Habits sink, resurface
Here, rats were trained to run down the long-arm of a T-maze and then turn left or right depending on audio instructions to receive a reward for the correct turns. The rats were over-trained to the point that they turned to the instructed side even when they were punished with a nauseous chemical instead of the usual reward — in other words, they were habituated. The scientists then used light to inhibit target neurons in the ILC of these over-trained rats during the maze runs and found that blocking the ILC blocked the acquired habit of turning to the instructed side and allowed the rats to run in a more purposeful, outcome dependent way — thus breaking the 'bad habit'.

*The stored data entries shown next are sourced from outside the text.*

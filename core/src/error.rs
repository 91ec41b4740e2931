use rust_decimal::Decimal;
use thiserror::Error;

use crate::models::BookSide;

#[derive(Error, Debug, Clone, PartialEq)]
pub enum SnapshotError {
    #[error("sequence id must be positive")]
    NonPositiveSequence,

    #[error("{0:?} side is empty")]
    EmptySide(BookSide),

    #[error("{side:?} levels not strictly ordered at index {index}")]
    NotStrictlyOrdered { side: BookSide, index: usize },

    #[error("crossed or locked book: best bid {best_bid} >= best ask {best_ask}")]
    CrossedBook { best_bid: Decimal, best_ask: Decimal },

    #[error("derived prices overflow: best bid {best_bid}, best ask {best_ask}")]
    PriceOverflow { best_bid: Decimal, best_ask: Decimal },

    #[error("malformed depth payload: {0}")]
    Malformed(String),
}
use std::path::PathBuf;
use std::time::Duration;

use clap::Parser;
use rust_decimal::Decimal;

#[derive(Debug, Parser)]
#[clap(name = "market-publisher", version)]
pub struct Cli {
    /// Scenario active at start (overrides PUBLISHER_INITIAL_SCENARIO)
    #[clap(long)]
    pub scenario: Option<String>,

    /// Snapshots fed into the processor per second
    #[clap(long, default_value = "20")]
    pub rate: u32,

    /// Scenario to switch to after `--switch-after-secs`
    #[clap(long, default_value = "burst-mode")]
    pub switch_to: String,

    /// Seconds before switching scenario; 0 keeps the initial one
    #[clap(long, default_value = "10")]
    pub switch_after_secs: u64,

    /// Replay a recorded `{"updates": [...]}` file instead of generating data
    #[clap(long)]
    pub replay: Option<PathBuf>,

    /// Trading pair stamped on every snapshot
    #[clap(long, default_value = "BTCUSDT")]
    pub pair: String,

    /// Starting mid price of the synthetic random walk
    #[clap(long, default_value = "120000.00")]
    pub base_price: Decimal,

    /// Depth levels per side (at most 15 are kept)
    #[clap(long, default_value = "15")]
    pub levels: usize,

    /// Seed of the synthetic generator
    #[clap(long, default_value = "7")]
    pub seed: u64,

    /// Emit logs as JSON
    #[clap(long)]
    pub json_logs: bool,
}

impl Cli {
    pub fn feed_interval(&self) -> Duration {
        Duration::from_secs_f64(1.0 / f64::from(self.rate.max(1)))
    }

    pub fn scenario_switch(&self) -> Option<(Duration, String)> {
        (self.switch_after_secs > 0)
            .then(|| (Duration::from_secs(self.switch_after_secs), self.switch_to.clone()))
    }
}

However, when this exercise was repeated over and over with a blocked ILC, the rats acquired a new habit of running to the other (non-devalued) side. At this point, the scientists continued inhibiting the ILC and found something remarkable after around two weeks of perturbation of the newly acquired habit (of turning to the non-devalued side) — the rats suddenly switched their behaviour and returned to their old habit of running to the instructed side (with the noxious chemical). Inhibiting the ILC, while performing the 'newer' habit thus unmasked the old habit, which was not erased but just maintained latently.

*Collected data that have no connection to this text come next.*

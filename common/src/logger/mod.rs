mod init;
mod slow;
mod spans;
mod trace_id;

pub use init::init_logger;
pub use slow::warn_if_slow;
pub use spans::{child_span, root_span};
pub use trace_id::TraceId;
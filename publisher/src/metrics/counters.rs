use std::sync::Arc;
use std::sync::atomic::{AtomicU64, Ordering};

/// Minimal counters for operational visibility.
#[derive(Clone, Default)]
pub struct Counters {
    pub received: Arc<AtomicU64>,
    pub processed: Arc<AtomicU64>,

    // loss and failure reasons
    pub dropped: Arc<AtomicU64>,
    pub record_failures: Arc<AtomicU64>,
    pub sink_failures: Arc<AtomicU64>,
}

impl Counters {
    /// Increments `counter` and returns the new value.
    pub fn bump(counter: &AtomicU64) -> u64 {
        counter.fetch_add(1, Ordering::Relaxed) + 1
    }

    pub fn read(counter: &AtomicU64) -> u64 {
        counter.load(Ordering::Relaxed)
    }
}
use std::collections::BTreeMap;
use std::sync::Arc;

use serde_json::json;
use tokio::sync::broadcast;
use tokio::time::{MissedTickBehavior, interval};
use tracing::{debug, info, warn};

use super::ProcessorInner;
use crate::incident::MEMORY_THRESHOLD_EXCEEDED;
use crate::sink::Sink;

/// Samples memory on a fixed cadence and fires the incident latch on the
/// first reading above the threshold.
pub(super) async fn run<S: Sink>(
    inner: Arc<ProcessorInner<S>>,
    mut shutdown: broadcast::Receiver<()>,
) {
    let every = inner.config.monitor_interval;
    let threshold_mb = inner.config.memory_threshold_mb;

    let mut ticker = interval(every);
    ticker.set_missed_tick_behavior(MissedTickBehavior::Skip);

    info!(every_ms = every.as_millis() as u64, threshold_mb, "resource monitor started");

    loop {
        tokio::select! {
            biased;
            _ = shutdown.recv() => break,
            _ = ticker.tick() => {}
        }

        let memory_usage_mb = match inner.sampler.sample_mb() {
            Ok(mb) => mb,
            Err(e) => {
                warn!(error = %e, "memory sample failed; no breach assumed");
                continue;
            }
        };

        debug!(memory_usage_mb, threshold_mb, "memory sampled");

        if memory_usage_mb <= threshold_mb || inner.incident.is_triggered() {
            continue;
        }

        let details = BTreeMap::from([
            ("memory_usage_mb".to_string(), json!(memory_usage_mb)),
            ("threshold_mb".to_string(), json!(threshold_mb)),
            ("queue_size".to_string(), json!(inner.queue.len())),
        ]);
        inner.trigger_incident(MEMORY_THRESHOLD_EXCEEDED, details);
    }

    info!("resource monitor stopped");
}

These results clearly show that contrary to our understanding, habitual behaviours are under constant 'online' supervision despite their seeming automaticity. Further, from the perspective of evolutionary adaptation, in a competition between old habits and new, the newer habits (which might carry adaptive value) are favoured. Thus, the ILC seems to perform this vital function of maintaining the newer habit on top of an old one.
This suggests that our habits are stored elsewhere in the brain and the ILC only functions as an executive controller in selecting for the newest applicable habit.
This result lends some credence to the old saying — "old habits die hard" — because as we now see, they do not really die, they just sink to the bottom only to resurface at the earliest given opportunity. Where and how these habits are learned and stored, when suppressed and how accessed by the ILC are fascinating questions that need more elaborate experiments.